■ Data records ■

//! Language-agnostic type system for code generation.
//!
//! Drivers describe column types as [`TypeRef`] values; a [`TypeMapper`]
//! turns them into target-language syntax.

/// A language-agnostic type reference.
#[derive(Debug, Clone, PartialEq, Eq)]
pub enum TypeRef {
    /// A primitive type (string, number, boolean, etc.).
    Primitive(PrimitiveType),
    /// A type that may also be null.
    Nullable(Box<TypeRef>),
    /// An array/list type.
    Array(Box<TypeRef>),
    /// A named type provided by a library or the runtime (e.g. `Buffer`, `Date`).
    Named(String),
    /// A generic type with type arguments.
    Generic {
        /// Base type name (e.g., "Promise").
        base: String,
        /// Type arguments.
        args: Vec<TypeRef>,
    },
    /// An inline structural type with named fields.
    Object(Vec<(String, TypeRef)>),
    /// Any one of several types.
    Union(Vec<TypeRef>),
    /// Unit/void type.
    Unit,
}

impl TypeRef {
    /// Create a nullable type reference. Already-nullable types are returned unchanged.
    pub fn nullable(inner: TypeRef) -> Self {
        match inner {
            TypeRef::Nullable(_) => inner,
            other => Self::Nullable(Box::new(other)),
        }
    }

    /// Create an array type reference.
    pub fn array(inner: TypeRef) -> Self {
        Self::Array(Box::new(inner))
    }

    /// Wrap `inner` in `depth` array layers.
    pub fn array_of_depth(inner: TypeRef, depth: usize) -> Self {
        (0..depth).fold(inner, |ty, _| Self::array(ty))
    }

    /// Create a named type reference.
    pub fn named(name: impl Into<String>) -> Self {
        Self::Named(name.into())
    }

    /// Create a generic type reference.
    pub fn generic(base: impl Into<String>, args: Vec<TypeRef>) -> Self {
        Self::Generic {
            base: base.into(),
            args,
        }
    }

    /// Create an inline object type.
    pub fn object<I, S>(fields: I) -> Self
    where
        I: IntoIterator<Item = (S, TypeRef)>,
        S: Into<String>,
    {
        Self::Object(fields.into_iter().map(|(n, t)| (n.into(), t)).collect())
    }

    /// Create a union type.
    pub fn union(variants: Vec<TypeRef>) -> Self {
        Self::Union(variants)
    }

    /// Convenience: String type.
    pub fn string() -> Self {
        Self::Primitive(PrimitiveType::String)
    }

    /// Convenience: Number type.
    pub fn number() -> Self {
        Self::Primitive(PrimitiveType::Number)
    }

    /// Convenience: BigInt type.
    pub fn bigint() -> Self {
        Self::Primitive(PrimitiveType::BigInt)
    }

    /// Convenience: Boolean type.
    pub fn boolean() -> Self {
        Self::Primitive(PrimitiveType::Boolean)
    }

    /// Convenience: dynamic type.
    pub fn any() -> Self {
        Self::Primitive(PrimitiveType::Any)
    }

    /// Check if this type admits null at the top level.
    pub fn is_nullable(&self) -> bool {
        matches!(self, Self::Nullable(_))
    }

    /// Number of array layers directly below any top-level nullability.
    pub fn array_depth(&self) -> usize {
        match self {
            Self::Nullable(inner) => inner.array_depth(),
            Self::Array(inner) => 1 + inner.array_depth(),
            _ => 0,
        }
    }

    /// Whether rendering this type as an element needs grouping (e.g. `(a | b)[]`).
    pub fn is_compound(&self) -> bool {
        matches!(self, Self::Nullable(_) | Self::Union(_))
    }
}

/// Primitive types supported across languages.
#[derive(Debug, Clone, Copy, PartialEq, Eq, Hash)]
pub enum PrimitiveType {
    String,
    /// Floating point or safe integer.
    Number,
    /// Arbitrary precision integer.
    BigInt,
    Boolean,
    /// Dynamic / unchecked value.
    Any,
}

impl PrimitiveType {
    /// Get the canonical name of this primitive.
    pub fn as_str(&self) -> &'static str {
        match self {
            Self::String => "string",
            Self::Number => "number",
            Self::BigInt => "bigint",
            Self::Boolean => "boolean",
            Self::Any => "any",
        }
    }
}

/// Trait for mapping types to language-specific representations.
pub trait TypeMapper {
    /// Map a primitive type to the target language.
    fn map_primitive(&self, ty: PrimitiveType) -> String;

    /// Map a nullable type (e.g., `T | null`).
    fn map_nullable(&self, inner: &str) -> String;

    /// Map an array type. `compound` is set when the element needs grouping.
    fn map_array(&self, inner: &str, compound: bool) -> String;

    /// Map a generic type with arguments.
    fn map_generic(&self, base: &str, args: &[String]) -> String {
        if args.is_empty() {
            base.to_string()
        } else {
            format!("{}<{}>", base, args.join(", "))
        }
    }

    /// Map an inline object type.
    fn map_object(&self, fields: &[(String, String)]) -> String;

    /// Map a union of types.
    fn map_union(&self, variants: &[String]) -> String;

    /// Map the unit type.
    fn map_unit(&self) -> String;

    /// Render a complete TypeRef to a string.
    fn render_type(&self, ty: &TypeRef) -> String {
        match ty {
            TypeRef::Primitive(p) => self.map_primitive(*p),
            TypeRef::Nullable(inner) => {
                let inner_str = self.render_type(inner);
                self.map_nullable(&inner_str)
            }
            TypeRef::Array(inner) => {
                let inner_str = self.render_type(inner);
                self.map_array(&inner_str, inner.is_compound())
            }
            TypeRef::Named(name) => name.clone(),
            TypeRef::Generic { base, args } => {
                let arg_strs: Vec<_> = args.iter().map(|a| self.render_type(a)).collect();
                self.map_generic(base, &arg_strs)
            }
            TypeRef::Object(fields) => {
                let field_strs: Vec<_> = fields
                    .iter()
                    .map(|(name, ty)| (name.clone(), self.render_type(ty)))
                    .collect();
                self.map_object(&field_strs)
            }
            TypeRef::Union(variants) => {
                let variant_strs: Vec<_> = variants.iter().map(|v| self.render_type(v)).collect();
                self.map_union(&variant_strs)
            }
            TypeRef::Unit => self.map_unit(),
        }
    }
}

#[cfg(test)]
mod tests {
    use super::*;

    #[test]
    fn test_primitive_type_as_str() {
        assert_eq!(PrimitiveType::String.as_str(), "string");
        assert_eq!(PrimitiveType::BigInt.as_str(), "bigint");
        assert_eq!(PrimitiveType::Any.as_str(), "any");
    }

    #[test]
    fn test_nullable_is_idempotent() {
        let once = TypeRef::nullable(TypeRef::string());
        let twice = TypeRef::nullable(once.clone());
        assert_eq!(once, twice);
        assert!(twice.is_nullable());
    }

    #[test]
    fn test_array_depth() {
        let ty = TypeRef::nullable(TypeRef::array_of_depth(TypeRef::number(), 3));
        assert_eq!(ty.array_depth(), 3);
        assert_eq!(TypeRef::named("Date").array_depth(), 0);
    }

    #[test]
    fn test_compound() {
        assert!(TypeRef::union(vec![TypeRef::number(), TypeRef::string()]).is_compound());
        assert!(TypeRef::nullable(TypeRef::number()).is_compound());
        assert!(!TypeRef::array(TypeRef::number()).is_compound());
    }

    #[test]
    fn test_object_constructor() {
        let point = TypeRef::object([("x", TypeRef::number()), ("y", TypeRef::number())]);
        assert!(matches!(point, TypeRef::Object(ref fields) if fields.len() == 2));
    }
}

■ What you should do ■
Would you give the listing again, word for word?

■ Response area ■
//! Language-agnostic type system for code generation.
//!
//! Drivers describe column types as [`TypeRef`] values; a [`TypeMapper`]
//! turns them into target-language syntax.

/// A language-agnostic type reference.
#[derive(Debug, Clone, PartialEq, Eq)]
pub enum TypeRef {
    /// A primitive type (string, number, boolean, etc.).
    Primitive(PrimitiveType),
    /// A type that may also be null.
    Nullable(Box<TypeRef>),
    /// An array/list type.
    Array(Box<TypeRef>),
    /// A named type provided by a library or the runtime (e.g. `Buffer`, `Date`).
    Named(String),
    /// A generic type with type arguments.
    Generic {
        /// Base type name (e.g., "Promise").
        base: String,
        /// Type arguments.
        args: Vec<TypeRef>,
    },
    /// An inline structural type with named fields.
    Object(Vec<(String, TypeRef)>),
    /// Any one of several types.
    Union(Vec<TypeRef>),
    /// Unit/void type.
    Unit,
}

impl TypeRef {
    /// Create a nullable type reference. Already-nullable types are returned unchanged.
    pub fn nullable(inner: TypeRef) -> Self {
        match inner {
            TypeRef::Nullable(_) => inner,
            other => Self::Nullable(Box::new(other)),
        }
    }

    /// Create an array type reference.
    pub fn array(inner: TypeRef) -> Self {
        Self::Array(Box::new(inner))
    }

    /// Wrap `inner` in `depth` array layers.
    pub fn array_of_depth(inner: TypeRef, depth: usize) -> Self {
        (0..depth).fold(inner, |ty, _| Self::array(ty))
    }

    /// Create a named type reference.
    pub fn named(name: impl Into<String>) -> Self {
        Self::Named(name.into())
    }

    /// Create a generic type reference.
    pub fn generic(base: impl Into<String>, args: Vec<TypeRef>) -> Self {
        Self::Generic {
            base: base.into(),
            args,
        }
    }

    /// Create an inline object type.
    pub fn object<I, S>(fields: I) -> Self
    where
        I: IntoIterator<Item = (S, TypeRef)>,
        S: Into<String>,
    {
        Self::Object(fields.into_iter().map(|(n, t)| (n.into(), t)).collect())
    }

    /// Create a union type.
    pub fn union(variants: Vec<TypeRef>) -> Self {
        Self::Union(variants)
    }

    /// Convenience: String type.
    pub fn string() -> Self {
        Self::Primitive(PrimitiveType::String)
    }

    /// Convenience: Number type.
    pub fn number() -> Self {
        Self::Primitive(PrimitiveType::Number)
    }

    /// Convenience: BigInt type.
    pub fn bigint() -> Self {
        Self::Primitive(PrimitiveType::BigInt)
    }

    /// Convenience: Boolean type.
    pub fn boolean() -> Self {
        Self::Primitive(PrimitiveType::Boolean)
    }

    /// Convenience: dynamic type.
    pub fn any() -> Self {
        Self::Primitive(PrimitiveType::Any)
    }

    /// Check if this type admits null at the top level.
    pub fn is_nullable(&self) -> bool {
        matches!(self, Self::Nullable(_))
    }

    /// Number of array layers directly below any top-level nullability.
    pub fn array_depth(&self) -> usize {
        match self {
            Self::Nullable(inner) => inner.array_depth(),
            Self::Array(inner) => 1 + inner.array_depth(),
            _ => 0,
        }
    }

    /// Whether rendering this type as an element needs grouping (e.g. `(a | b)[]`).
    pub fn is_compound(&self) -> bool {
        matches!(self, Self::Nullable(_) | Self::Union(_))
    }
}

/// Primitive types supported across languages.
#[derive(Debug, Clone, Copy, PartialEq, Eq, Hash)]
pub enum PrimitiveType {
    String,
    /// Floating point or safe integer.
    Number,
    /// Arbitrary precision integer.
    BigInt,
    Boolean,
    /// Dynamic / unchecked value.
    Any,
}

impl PrimitiveType {
    /// Get the canonical name of this primitive.
    pub fn as_str(&self) -> &'static str {
        match self {
            Self::String => "string",
            Self::Number => "number",
            Self::BigInt => "bigint",
            Self::Boolean => "boolean",
            Self::Any => "any",
        }
    }
}

/// Trait for mapping types to language-specific representations.
pub trait TypeMapper {
    /// Map a primitive type to the target language.
    fn map_primitive(&self, ty: PrimitiveType) -> String;

    /// Map a nullable type (e.g., `T | null`).
    fn map_nullable(&self, inner: &str) -> String;

    /// Map an array type. `compound` is set when the element needs grouping.
    fn map_array(&self, inner: &str, compound: bool) -> String;

    /// Map a generic type with arguments.
    fn map_generic(&self, base: &str, args: &[String]) -> String {
        if args.is_empty() {
            base.to_string()
        } else {
            format!("{}<{}>", base, args.join(", "))
        }
    }

    /// Map an inline object type.
    fn map_object(&self, fields: &[(String, String)]) -> String;

    /// Map a union of types.
    fn map_union(&self, variants: &[String]) -> String;

    /// Map the unit type.
    fn map_unit(&self) -> String;

    /// Render a complete TypeRef to a string.
    fn render_type(&self, ty: &TypeRef) -> String {
        match ty {
            TypeRef::Primitive(p) => self.map_primitive(*p),
            TypeRef::Nullable(inner) => {
                let inner_str = self.render_type(inner);
                self.map_nullable(&inner_str)
            }
            TypeRef::Array(inner) => {
                let inner_str = self.render_type(inner);
                self.map_array(&inner_str, inner.is_compound())
            }
            TypeRef::Named(name) => name.clone(),
            TypeRef::Generic { base, args } => {
                let arg_strs: Vec<_> = args.iter().map(|a| self.render_type(a)).collect();
                self.map_generic(base, &arg_strs)
            }
            TypeRef::Object(fields) => {
                let field_strs: Vec<_> = fields
                    .iter()
                    .map(|(name, ty)| (name.clone(), self.render_type(ty)))
                    .collect();
                self.map_object(&field_strs)
            }
            TypeRef::Union(variants) => {
                let variant_strs: Vec<_> = variants.iter().map(|v| self.render_type(v)).collect();
                self.map_union(&variant_strs)
            }
            TypeRef::Unit => self.map_unit(),
        }
    }
}

#[cfg(test)]
mod tests {
    use super::*;

    #[test]
    fn test_primitive_type_as_str() {
        assert_eq!(PrimitiveType::String.as_str(), "string");
        assert_eq!(PrimitiveType::BigInt.as_str(), "bigint");
        assert_eq!(PrimitiveType::Any.as_str(), "any");
    }

    #[test]
    fn test_nullable_is_idempotent() {
        let once = TypeRef::nullable(TypeRef::string());
        let twice = TypeRef::nullable(once.clone());
        assert_eq!(once, twice);
        assert!(twice.is_nullable());
    }

    #[test]
    fn test_array_depth() {
        let ty = TypeRef::nullable(TypeRef::array_of_depth(TypeRef::number(), 3));
        assert_eq!(ty.array_depth(), 3);
        assert_eq!(TypeRef::named("Date").array_depth(), 0);
    }

    #[test]
    fn test_compound() {
        assert!(TypeRef::union(vec![TypeRef::number(), TypeRef::string()]).is_compound());
        assert!(TypeRef::nullable(TypeRef::number()).is_compound());
        assert!(!TypeRef::array(TypeRef::number()).is_compound());
    }

    #[test]
    fn test_object_constructor() {
        let point = TypeRef::object([("x", TypeRef::number()), ("y", TypeRef::number())]);
        assert!(matches!(point, TypeRef::Object(ref fields) if fields.len() == 2));
    }
}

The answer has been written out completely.